Dismiss Notice
Join Physics Forums Today!
The friendliest, high quality science and math community on the planet! Everyone who loves science is here!

Centre of gravity of a car

  1. Mar 11, 2009 #1
    Hi, hope someone can help. I need to find the centre of gravity of a car (x,y and Z). I know the length of the car (5.390m) the distance between the axils (3.116m) and the height of the car (1.515m) I also no the loading on the fronat axil (151.5 N) and the rear axil (111.9 N) and the total mass of the car is (263.5 N). Any suggestions?

  2. jcsd
  3. Mar 11, 2009 #2


    User Avatar

    Staff: Mentor

    Welcome to the PF, James. Seems like you need more information in order to get the z part of the CG. What is the application?
  4. Mar 11, 2009 #3
    Hi, thanks for your reply i also have the width if the axil at 1.602m. I'm trying to calculate the Breaking forces on a double wishbone suspension system. Have all the retardation acceleration information as well. But think i need to know the centre of gravity of the mass car?

  5. Mar 11, 2009 #4


    User Avatar

    Staff: Mentor

    Can you measure the weight shift with the car tilted in either axis? That will help you figure out the z component of the CG. Don't know any other way to do it easily...
  6. Mar 11, 2009 #5
    Sorry no all i know is the gross mass of the car and mass distribution over each axil.
  7. Mar 11, 2009 #6
  8. Mar 11, 2009 #7
    nucleus, thanks for the link very interesting.

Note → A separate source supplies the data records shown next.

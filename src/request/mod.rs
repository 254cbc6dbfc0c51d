//! Models for making requests.

mod listing;
mod params;

pub use listing::{CreatableListing, CreatableItem};
pub use params::{
    SearchParams,
    GetMyListingsParams,
    GetListingParams,
    DeleteListingParams,
    GetUserLimitsParams,
    CreateListingParams,
    DeleteAllListingsParams,
    GetUserListingsParams,
    GetListingsParams,
    CreateListingsParams,
    DeleteListingsParams,
};

pub(crate) use params::{
    DEFAULT_SEARCH_ITEM,
    DEFAULT_SEARCH_PAGE_SIZE,
    DEFAULT_SNAPSHOT_SKU,
    DEFAULT_USER_LISTINGS_LIMIT,
};
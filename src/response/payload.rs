use reqwest::StatusCode;

/// The value delivered for a successful request.
///
/// Some endpoints answer with an empty body where the status code is the answer, e.g. `204`
/// after deleting a listing. When the body is empty, or decodes to `null`, `false`, `0` or
/// `""`, the status code is delivered instead of a decoded body.
#[derive(Debug, Clone, PartialEq)]
pub enum Payload<T> {
    /// The decoded response body.
    Data(T),
    /// The status code of a response without a body.
    Status(StatusCode),
}

impl<T> Payload<T> {
    /// The decoded body, if there was one.
    pub fn data(&self) -> Option<&T> {
        match self {
            Self::Data(data) => Some(data),
            Self::Status(_) => None,
        }
    }

    /// Converts into the decoded body, if there was one.
    pub fn into_data(self) -> Option<T> {
        match self {
            Self::Data(data) => Some(data),
            Self::Status(_) => None,
        }
    }

    /// The status code, if the response had no body.
    pub fn status(&self) -> Option<StatusCode> {
        match self {
            Self::Data(_) => None,
            Self::Status(status) => Some(*status),
        }
    }
}
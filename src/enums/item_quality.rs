use std::fmt;
use serde::{Serialize, Deserialize};

/// Item qualities in Team Fortress 2.
#[derive(Debug, Serialize, Deserialize, PartialEq, Eq, Clone, Copy)]
#[repr(u8)]
#[serde(from = "u8", into = "u8")]
pub enum ItemQuality {
    Normal = 0,
    Genuine = 1,
    Vintage = 3,
    Unusual = 5,
    Unique = 6,
    Community = 7,
    Valve = 8,
    SelfMade = 9,
    Strange = 11,
    Haunted = 13,
    Collectors = 14,
    Decorated = 15,
    /// A quality not known to this crate.
    Unknown(u8),
}

impl From<u8> for ItemQuality {
    fn from(id: u8) -> Self {
        match id {
            0 => Self::Normal,
            1 => Self::Genuine,
            3 => Self::Vintage,
            5 => Self::Unusual,
            6 => Self::Unique,
            7 => Self::Community,
            8 => Self::Valve,
            9 => Self::SelfMade,
            11 => Self::Strange,
            13 => Self::Haunted,
            14 => Self::Collectors,
            15 => Self::Decorated,
            other => Self::Unknown(other),
        }
    }
}

impl fmt::Display for ItemQuality {
    fn fmt(&self, f: &mut fmt::Formatter<'_>) -> fmt::Result {
        match self {
            Self::SelfMade => write!(f, "Self-Made"),
            Self::Collectors => write!(f, "Collector's"),
            Self::Decorated => write!(f, "Decorated Weapon"),
            Self::Unknown(id) => write!(f, "Unknown({id})"),
            other => write!(f, "{other:?}"),
        }
    }
}

impl From<ItemQuality> for u8 {
    fn from(quality: ItemQuality) -> Self {
        match quality {
            ItemQuality::Normal => 0,
            ItemQuality::Genuine => 1,
            ItemQuality::Vintage => 3,
            ItemQuality::Unusual => 5,
            ItemQuality::Unique => 6,
            ItemQuality::Community => 7,
            ItemQuality::Valve => 8,
            ItemQuality::SelfMade => 9,
            ItemQuality::Strange => 11,
            ItemQuality::Haunted => 13,
            ItemQuality::Collectors => 14,
            ItemQuality::Decorated => 15,
            ItemQuality::Unknown(id) => id,
        }
    }
}
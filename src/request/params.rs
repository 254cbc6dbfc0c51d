use super::CreatableListing;
use crate::enums::{ListingIntent, SearchIntent};
use crate::response::{
    SearchResponse,
    GetMyListingsResponse,
    GetListingResponse,
    DeleteListingResponse,
    GetUserLimitsResponse,
    CreateListingResponse,
    DeleteAllListingsResponse,
    GetUserListingsResponse,
    GetListingsResponse,
    CreateListingsResponse,
    DeleteListingsResponse,
};
use crate::types::{AppId, CallResult, Callback, ListingId, Sku};
use std::fmt;
use steamid_ng::SteamID;

pub(crate) const DEFAULT_SEARCH_ITEM: &str = "Team Captain";
pub(crate) const DEFAULT_SEARCH_PAGE_SIZE: u32 = 10;
pub(crate) const DEFAULT_SNAPSHOT_SKU: &str = "The Team Captain";
pub(crate) const DEFAULT_USER_LISTINGS_LIMIT: u32 = 100;

/// Implements the callback setter and `Debug` for a parameter structure. The callback itself
/// is shown only as present or absent.
macro_rules! impl_params {
    ($params:ident => $response:ty { $($field:ident),* }) => {
        impl $params {
            /// Delivers the outcome of the request to `callback` instead of the returned
            /// [`Call`](crate::Call).
            pub fn callback<F>(mut self, callback: F) -> Self
            where
                F: FnOnce(CallResult<$response>) + Send + 'static,
            {
                self.callback = Some(Box::new(callback));
                self
            }
        }

        impl fmt::Debug for $params {
            fn fmt(&self, f: &mut fmt::Formatter<'_>) -> fmt::Result {
                f.debug_struct(stringify!($params))
                    $(.field(stringify!($field), &self.$field))*
                    .field("callback", &self.callback.is_some())
                    .finish()
            }
        }
    };
}

/// Parameters for [`Classifieds::search`](crate::Classifieds::search).
#[derive(Default)]
pub struct SearchParams {
    /// Filter listings by intent. Defaults to [`SearchIntent::Dual`].
    pub intent: Option<SearchIntent>,
    /// The page size used to paginate. Defaults to 10.
    pub page_size: Option<u32>,
    /// Whether listings are folded. Defaults to `true`.
    pub fold: Option<bool>,
    /// The item name to search for. Defaults to "Team Captain".
    pub item: Option<String>,
    /// Only show listings created by this user.
    pub steamid: Option<SteamID>,
    /// Receives the outcome in place of the returned call. See [`Call`](crate::Call).
    pub callback: Option<Callback<SearchResponse>>,
}

impl_params!(SearchParams => SearchResponse { intent, page_size, fold, item, steamid });

/// Parameters for [`Classifieds::get_my_listings`](crate::Classifieds::get_my_listings).
#[derive(Default)]
pub struct GetMyListingsParams {
    /// Filter listings by intent. Listings of both intents are returned when omitted.
    pub intent: Option<ListingIntent>,
    /// Whether to include inactive listings. Defaults to `true`.
    pub inactive: Option<bool>,
    /// Receives the outcome in place of the returned call. See [`Call`](crate::Call).
    pub callback: Option<Callback<GetMyListingsResponse>>,
}

impl_params!(GetMyListingsParams => GetMyListingsResponse { intent, inactive });

/// Parameters for [`Classifieds::get_listing`](crate::Classifieds::get_listing).
#[derive(Default)]
pub struct GetListingParams {
    /// The listing ID. Required.
    pub id: Option<ListingId>,
    /// Receives the outcome in place of the returned call. See [`Call`](crate::Call).
    pub callback: Option<Callback<GetListingResponse>>,
}

impl_params!(GetListingParams => GetListingResponse { id });

impl GetListingParams {
    /// Parameters for the listing with `id`.
    pub fn new(id: impl Into<ListingId>) -> Self {
        Self {
            id: Some(id.into()),
            callback: None,
        }
    }
}

/// Parameters for [`Classifieds::delete_listing`](crate::Classifieds::delete_listing).
#[derive(Default)]
pub struct DeleteListingParams {
    /// The listing ID. Required.
    pub id: Option<ListingId>,
    /// Receives the outcome in place of the returned call. See [`Call`](crate::Call).
    pub callback: Option<Callback<DeleteListingResponse>>,
}

impl_params!(DeleteListingParams => DeleteListingResponse { id });

impl DeleteListingParams {
    /// Parameters for deleting the listing with `id`.
    pub fn new(id: impl Into<ListingId>) -> Self {
        Self {
            id: Some(id.into()),
            callback: None,
        }
    }
}

/// Parameters for [`Classifieds::get_user_limits`](crate::Classifieds::get_user_limits).
#[derive(Default)]
pub struct GetUserLimitsParams {
    /// Receives the outcome in place of the returned call. See [`Call`](crate::Call).
    pub callback: Option<Callback<GetUserLimitsResponse>>,
}

impl_params!(GetUserLimitsParams => GetUserLimitsResponse {});

/// Parameters for [`Classifieds::create_listing`](crate::Classifieds::create_listing).
#[derive(Default)]
pub struct CreateListingParams {
    /// The listing to create. Required.
    pub listing: Option<CreatableListing>,
    /// Receives the outcome in place of the returned call. See [`Call`](crate::Call).
    pub callback: Option<Callback<CreateListingResponse>>,
}

impl_params!(CreateListingParams => CreateListingResponse { listing });

impl CreateListingParams {
    /// Parameters for creating `listing`.
    pub fn new(listing: CreatableListing) -> Self {
        Self {
            listing: Some(listing),
            callback: None,
        }
    }
}

/// Parameters for [`Classifieds::delete_all_listings`](crate::Classifieds::delete_all_listings).
#[derive(Default)]
pub struct DeleteAllListingsParams {
    /// Receives the outcome in place of the returned call. See [`Call`](crate::Call).
    pub callback: Option<Callback<DeleteAllListingsResponse>>,
}

impl_params!(DeleteAllListingsParams => DeleteAllListingsResponse {});

/// Parameters for [`Classifieds::get_user_listings`](crate::Classifieds::get_user_listings).
#[derive(Default)]
pub struct GetUserListingsParams {
    /// The offset at which to return listings. Defaults to 0.
    pub skip: Option<u32>,
    /// The maximum number of listings to return. Defaults to 100.
    pub limit: Option<u32>,
    /// Receives the outcome in place of the returned call. See [`Call`](crate::Call).
    pub callback: Option<Callback<GetUserListingsResponse>>,
}

impl_params!(GetUserListingsParams => GetUserListingsResponse { skip, limit });

/// Parameters for [`Classifieds::get_listings`](crate::Classifieds::get_listings).
#[derive(Default)]
pub struct GetListingsParams {
    /// The app ID of the item. Defaults to 440 (Team Fortress 2).
    pub appid: Option<AppId>,
    /// The item as it is named on backpack.tf listings. Defaults to "The Team Captain".
    pub sku: Option<Sku>,
    /// Receives the outcome in place of the returned call. See [`Call`](crate::Call).
    pub callback: Option<Callback<GetListingsResponse>>,
}

impl_params!(GetListingsParams => GetListingsResponse { appid, sku });

impl GetListingsParams {
    /// Parameters for a snapshot of `sku` on Team Fortress 2.
    pub fn new(sku: impl Into<Sku>) -> Self {
        Self {
            appid: None,
            sku: Some(sku.into()),
            callback: None,
        }
    }
}

/// Parameters for [`Classifieds::create_listings`](crate::Classifieds::create_listings).
#[derive(Default)]
pub struct CreateListingsParams {
    /// The listings to create. Must not be empty.
    pub listings: Vec<CreatableListing>,
    /// Receives the outcome in place of the returned call. See [`Call`](crate::Call).
    pub callback: Option<Callback<CreateListingsResponse>>,
}

impl_params!(CreateListingsParams => CreateListingsResponse { listings });

impl CreateListingsParams {
    /// Parameters for creating `listings` in one batch.
    pub fn new(listings: Vec<CreatableListing>) -> Self {
        Self {
            listings,
            callback: None,
        }
    }
}

/// Parameters for [`Classifieds::delete_listings`](crate::Classifieds::delete_listings).
#[derive(Default)]
pub struct DeleteListingsParams {
    /// The listing IDs to delete. Must not be empty.
    pub ids: Vec<ListingId>,
    /// Receives the outcome in place of the returned call. See [`Call`](crate::Call).
    pub callback: Option<Callback<DeleteListingsResponse>>,
}

impl_params!(DeleteListingsParams => DeleteListingsResponse { ids });

impl DeleteListingsParams {
    /// Parameters for deleting the listings with `ids` in one batch.
    pub fn new<T>(ids: T) -> Self
    where
        T: IntoIterator,
        T::Item: Into<ListingId>,
    {
        Self {
            ids: ids.into_iter().map(|id| id.into()).collect(),
            callback: None,
        }
    }
}

#[cfg(test)]
mod tests {
    use super::*;

    #[test]
    fn debug_hides_callback() {
        let params = GetListingParams::new("440_123").callback(|_| {});
        let debug = format!("{params:?}");

        assert_eq!(debug, r#"GetListingParams { id: Some("440_123"), callback: true }"#);
    }

    #[test]
    fn collects_listing_ids() {
        let params = DeleteListingsParams::new(["440_1", "440_2"]);

        assert_eq!(params.ids, vec![String::from("440_1"), String::from("440_2")]);
        assert!(params.callback.is_none());
    }
}
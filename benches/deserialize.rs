use criterion::{criterion_group, criterion_main, Criterion};
use bptf_classifieds::response::{
    GetListingsResponse,
    GetMyListingsResponse,
    SearchResponse,
};

fn criterion_benchmark(c: &mut Criterion) {
    let search_bytes = include_bytes!("../src/response/fixtures/search.json");
    let my_listings_bytes = include_bytes!("../src/response/fixtures/my_listings.json");
    let snapshot_bytes = include_bytes!("../src/response/fixtures/snapshot.json");

    c.bench_function("deserializes search response", |b| b.iter(|| {
        serde_json::from_slice::<SearchResponse>(search_bytes).ok();
    }));

    c.bench_function("deserializes listings", |b| b.iter(|| {
        serde_json::from_slice::<GetMyListingsResponse>(my_listings_bytes).ok();
    }));

    c.bench_function("deserializes snapshot", |b| b.iter(|| {
        serde_json::from_slice::<GetListingsResponse>(snapshot_bytes).ok();
    }));
}

criterion_group!{
    name = benches;
    config = Criterion::default().sample_size(100);
    targets = criterion_benchmark
}

criterion_main!(benches);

James
  9. Mar 12, 2009 #8

    Ranger Mike

    User Avatar
    Science Advisor
    Gold Member

    Center of Gravity (CG) is defined as that point about which, if the body were suspended from it, all parts of the body would have equilibrium ..i.e.. without tendency to rotate. it is the 3D balance point of the race car. all acceleration forces acting on a body can be considered to act through the CG of that body..we have the cg to be as low as we can get it.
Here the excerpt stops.